Durante aquellos maravillosos años descubrió más de la vida que de la música.
Despertó a salir sola, con sus llaves, su bono de metro, su dinero de bolsillo…
Despertó a estudiar mucho más seriamente, arañando tiempo del sueño para acabar todos los temas y llegar a todas las asignaturas. Unas veces por la noche, otras veces madrugando de forma casi inhumana.
Despertó a elegir nuevos amigos, algunos buenos y otros no tanto. Y amigas, todas buenas.
Y descubrió que algunas de sus amigas se daban la mano…
Despertó a tomar decisiones.
Valoró la labor de sus padres. Su entrega. Sus viajes al conservatorio, a los conciertos, el dinero invertido en su formación, en sus cuatro guitarras…
Valoró la entrega de su abuela. El tiempo pasado junto a ella. El amor a la música que había ayudado a transmitirle… La música popular.
Y todo, de forma inseparable, se transmitía de forma instantánea a sus canciones. Incluso según vivía iba componiendo piezas mentalmente.
Se encontraba poniendo bandas sonoras a muchos de sus momentos especiales: un primer beso, una confesión, una noticia inesperada…
Se imaginaba un CD titulado “Violeta´s life. Soundtracks”. Incluiría todas sus composiciones imaginarias.
Y otras veces componía de verdad, flirteando con todos los géneros musicales.
“Quiero libertad”, pop.
“Sonata en Do Menor de no sé seguir”, clásica.
Quédate todo el tiempo”, bolero.
“Rasgueo de guitarra en la noche”, rock.
Buscaba su ser.

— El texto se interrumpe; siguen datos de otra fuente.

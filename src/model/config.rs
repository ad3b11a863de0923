use std::{collections::HashMap, fmt::Display};

use serde_json::Number;

use crate::error::ConfigError;

#[derive(Debug, Clone, Copy, PartialEq, Eq, serde::Serialize, serde::Deserialize)]
pub enum ConfigType {
    Yaml,
    Json,
    Toml,
    Unknown,
}

impl Display for ConfigType {
    fn fmt(&self, f: &mut std::fmt::Formatter<'_>) -> std::fmt::Result {
        write!(f, "{:?}", self)
    }
}

impl ConfigType {
    pub fn from_path(path: &str) -> ConfigType {
        let path = path.trim().to_lowercase();
        if path.ends_with(".toml") {
            ConfigType::Toml
        } else if path.ends_with(".json") {
            ConfigType::Json
        } else if path.ends_with(".yaml") || path.ends_with(".yml") {
            ConfigType::Yaml
        } else {
            ConfigType::Unknown
        }
    }

    // 根据第一行有效内容猜测格式
    pub fn detect(content: &str) -> Result<ConfigType, ConfigError> {
        let line = content
            .lines()
            .map(str::trim)
            .find(|line| !line.is_empty() && !line.starts_with('#') && !line.starts_with("---"))
            .ok_or(ConfigError::EmptyContent)?;

        if line.starts_with('{') || line == "[" {
            Ok(ConfigType::Json)
        } else if (line.starts_with('[')
            && line.ends_with(']')
            && !line.contains(':')
            && !line.contains(','))
            || (line.contains(" = ") && !line.contains(": "))
        {
            Ok(ConfigType::Toml)
        } else if line.contains(": ") || line.ends_with(':') {
            Ok(ConfigType::Yaml)
        } else {
            Err(ConfigError::UnknownConfigType)
        }
    }
}

pub type ConfigMap = HashMap<String, ConfigValue>;

#[derive(Debug, Clone, PartialEq, Eq, serde::Serialize, serde::Deserialize)]
pub enum ConfigValue {
    Null,
    String(String),
    Number(Number),
    Boolean(bool),
    Array(Vec<ConfigValue>),
    Object(ConfigMap),
}

// 字符串直接输出，其余按紧凑 JSON 输出
impl Display for ConfigValue {
    fn fmt(&self, f: &mut std::fmt::Formatter<'_>) -> std::fmt::Result {
        match self {
            ConfigValue::String(s) => write!(f, "{}", s),
            other => write!(f, "{}", other.to_serde_value()),
        }
    }
}

impl From<serde_json::Value> for ConfigValue {
    fn from(value: serde_json::Value) -> Self {
        ConfigValue::from_serde_json(value)
    }
}

impl ConfigValue {
    pub fn from_serde_json(value: serde_json::Value) -> Self {
        match value {
            serde_json::Value::Null => ConfigValue::Null,
            serde_json::Value::Bool(b) => ConfigValue::Boolean(b),
            serde_json::Value::Number(n) => ConfigValue::Number(n),
            serde_json::Value::String(s) => ConfigValue::String(s),
            serde_json::Value::Array(arr) => {
                ConfigValue::Array(arr.into_iter().map(ConfigValue::from_serde_json).collect())
            }
            serde_json::Value::Object(obj) => ConfigValue::Object(
                obj.into_iter()
                    .map(|(key, value)| (key, ConfigValue::from_serde_json(value)))
                    .collect(),
            ),
        }
    }

    pub fn to_serde_value(&self) -> serde_json::Value {
        match self {
            ConfigValue::Null => serde_json::Value::Null,
            ConfigValue::Boolean(b) => serde_json::Value::Bool(*b),
            ConfigValue::Number(n) => serde_json::Value::Number(n.clone()),
            ConfigValue::String(s) => serde_json::Value::String(s.clone()),
            ConfigValue::Array(arr) => {
                serde_json::Value::Array(arr.iter().map(|v| v.to_serde_value()).collect())
            }
            ConfigValue::Object(obj) => {
                let mut serde_obj = serde_json::Map::new();
                for (key, value) in obj {
                    serde_obj.insert(key.clone(), value.to_serde_value());
                }
                serde_json::Value::Object(serde_obj)
            }
        }
    }

    // 解析 JSON/YAML/TOML 文本，统一转换为 ConfigValue
    pub fn parse(content: &str, config_type: ConfigType) -> Result<Self, ConfigError> {
        let json_value = match config_type {
            ConfigType::Json => serde_json::from_str::<serde_json::Value>(content)
                .map_err(|e| ConfigError::ParseConfigError(e.to_string()))?,
            ConfigType::Yaml => {
                let yaml_value: serde_yaml::Value = serde_yaml::from_str(content)
                    .map_err(|e| ConfigError::ParseConfigError(e.to_string()))?;
                serde_json::to_value(yaml_value)
                    .map_err(|e| ConfigError::ParseConfigError(e.to_string()))?
            }
            ConfigType::Toml => {
                let toml_value: toml::Value = toml::from_str(content)
                    .map_err(|e| ConfigError::ParseConfigError(e.to_string()))?;
                serde_json::to_value(toml_value)
                    .map_err(|e| ConfigError::ParseConfigError(e.to_string()))?
            }
            ConfigType::Unknown => {
                return Err(ConfigError::UnsupportedFormat {
                    format: config_type.to_string(),
                });
            }
        };
        Ok(ConfigValue::from_serde_json(json_value))
    }

    pub fn from_json_str(content: &str) -> Result<Self, ConfigError> {
        Self::parse(content, ConfigType::Json)
    }

    pub fn to_json_string(&self) -> String {
        self.to_serde_value().to_string()
    }

    pub fn as_object(&self) -> Option<&ConfigMap> {
        match self {
            ConfigValue::Object(obj) => Some(obj),
            _ => None,
        }
    }

    pub fn as_object_mut(&mut self) -> Option<&mut ConfigMap> {
        match self {
            ConfigValue::Object(obj) => Some(obj),
            _ => None,
        }
    }

    pub fn as_array(&self) -> Option<&Vec<ConfigValue>> {
        match self {
            ConfigValue::Array(arr) => Some(arr),
            _ => None,
        }
    }

    pub fn as_str(&self) -> Option<&str> {
        match self {
            ConfigValue::String(s) => Some(s),
            _ => None,
        }
    }

    // 只接受 JSON 整数，字符串、浮点和布尔都不算
    pub fn is_integer(&self) -> bool {
        matches!(self, ConfigValue::Number(n) if n.is_i64() || n.is_u64())
    }

    // null、false、0、空字符串、空数组、空对象都视为"空"
    pub fn is_truthy(&self) -> bool {
        match self {
            ConfigValue::Null => false,
            ConfigValue::Boolean(b) => *b,
            ConfigValue::Number(n) => n.as_f64().is_some_and(|v| v != 0.0),
            ConfigValue::String(s) => !s.is_empty(),
            ConfigValue::Array(arr) => !arr.is_empty(),
            ConfigValue::Object(obj) => !obj.is_empty(),
        }
    }
}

Buscaba su personalidad y la buscaba también en la música. En medio de todo trataba de saber quién era y para qué estaba aquí. Las preguntas de cualquier adolescente.
Se miraba al espejo y veía acné juvenil y un flequillo que no le convencía ni cuando estaba ni cuando dejaba de estar.
Algunos días de cada mes sentía que no la quería nadie y otros días la euforia la convertía en más alta, más guapa, más rubia.
Y cuando se ponía a pensar la cosa era peor…
La abuela decía “Juventud, divino tesoro” y a veces Violeta lo dudaba.
-          ¡Un tesoro con el que no sabes qué hacer porque cualquier decisión es demasiado difícil!
Sólo tenía una cosa clara: Ella era Violeta, una chica cualquiera. Y ella era música, y eso no lo era cualquiera.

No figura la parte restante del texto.